Jekyll is obviously very blog-centric. It is very easy to create posts with different layouts. It is very streamlined for setting up a single blog/article series, but can be modified to have several blogs on a single website.

Since the pages become static all you need is a simple web server that can serve HTTP connections with HTML pages. E.g. Apache, Nginx, NodeJS etc.

It is a bit annoying that you have to use the Liquid preprocessor to create intralinks (links between posts). They point to files that you created yourself with known exact locations before preprocessing, I think it would have been nice if this was handled automatically instead. Sure, they are preprocessed and converted from Markdown to HTML, but why can’t they instead keep the same directory structure? Perhaps this can be avoided somehow.

The amount of plugins seems to be fairly limited. Here is a list I found that seems to point out some good ones. Pages can still be dynamic just by adding the appropriate Javascript to it. For example using dynamic pages with AJAX would make it possible to remove the pagination from the main page and instead load the posts dynamically. The list of posts could perhaps be passed to Javascript by using some Liquid preprocessing that creates a Javascript variable. Here is an example of how to add search functionality to your Jekyll blog.

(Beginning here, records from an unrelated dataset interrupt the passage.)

//! Bot attachment sub-classification.

use crate::error::{ChatnormError, Result};
use crate::parsing::AttachmentPayload;
use crate::record::MessageType;

pub const TEMPLATE_PLACEHOLDER: &str = "<TEMPLATE>";
pub const UNKNOWN_ATTACHMENT_PLACEHOLDER: &str = "<UNKNOWN ATTACHMENT>";

/// Maps an attachment to its display type and text.
///
/// | kind | condition | type | text |
/// |------|-----------|------|------|
/// | `template` | `templateType == "button"` | `BUTTON_TEMPLATE` | button text |
/// | `template` | otherwise | `GENERIC_TEMPLATE` | `<TEMPLATE>` |
/// | `image` | | `IMAGE` | `<IMAGE ATTACHMENT:{url}>` |
/// | other | | `UNKNOWN_ATTACHMENT` | `<UNKNOWN ATTACHMENT>` |
pub fn classify_attachment(attachment: &AttachmentPayload) -> Result<(MessageType, String)> {
    match attachment.kind.as_str() {
        "template" => {
            if attachment.payload_str("templateType") == Some("button") {
                let text = attachment.payload_str("text").ok_or_else(|| {
                    ChatnormError::shape("bot attachment", "button template without text")
                })?;
                Ok((MessageType::ButtonTemplate, text.to_string()))
            } else {
                Ok((MessageType::GenericTemplate, TEMPLATE_PLACEHOLDER.to_string()))
            }
        }
        "image" => {
            let url = attachment
                .payload_str("url")
                .ok_or_else(|| ChatnormError::shape("bot attachment", "image without url"))?;
            Ok((MessageType::Image, image_placeholder(url)))
        }
        _ => Ok((
            MessageType::UnknownAttachment,
            UNKNOWN_ATTACHMENT_PLACEHOLDER.to_string(),
        )),
    }
}

/// Placeholder text for an image attachment.
pub fn image_placeholder(url: &str) -> String {
    format!("<IMAGE ATTACHMENT:{url}>")
}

The framework in itself is really not limiting compared to writing raw HTML pages, it just makes it a lot simpler to write and manage. With templating you get similar features as when creating pages dynamically with PHP, Python and NodeJS. You however miss the possibility of dynamically creating pages (such as reading from databases) without using client side AJAX. This will make it a bit more cumbersome to create shops and other pages where you need to do server-side verification.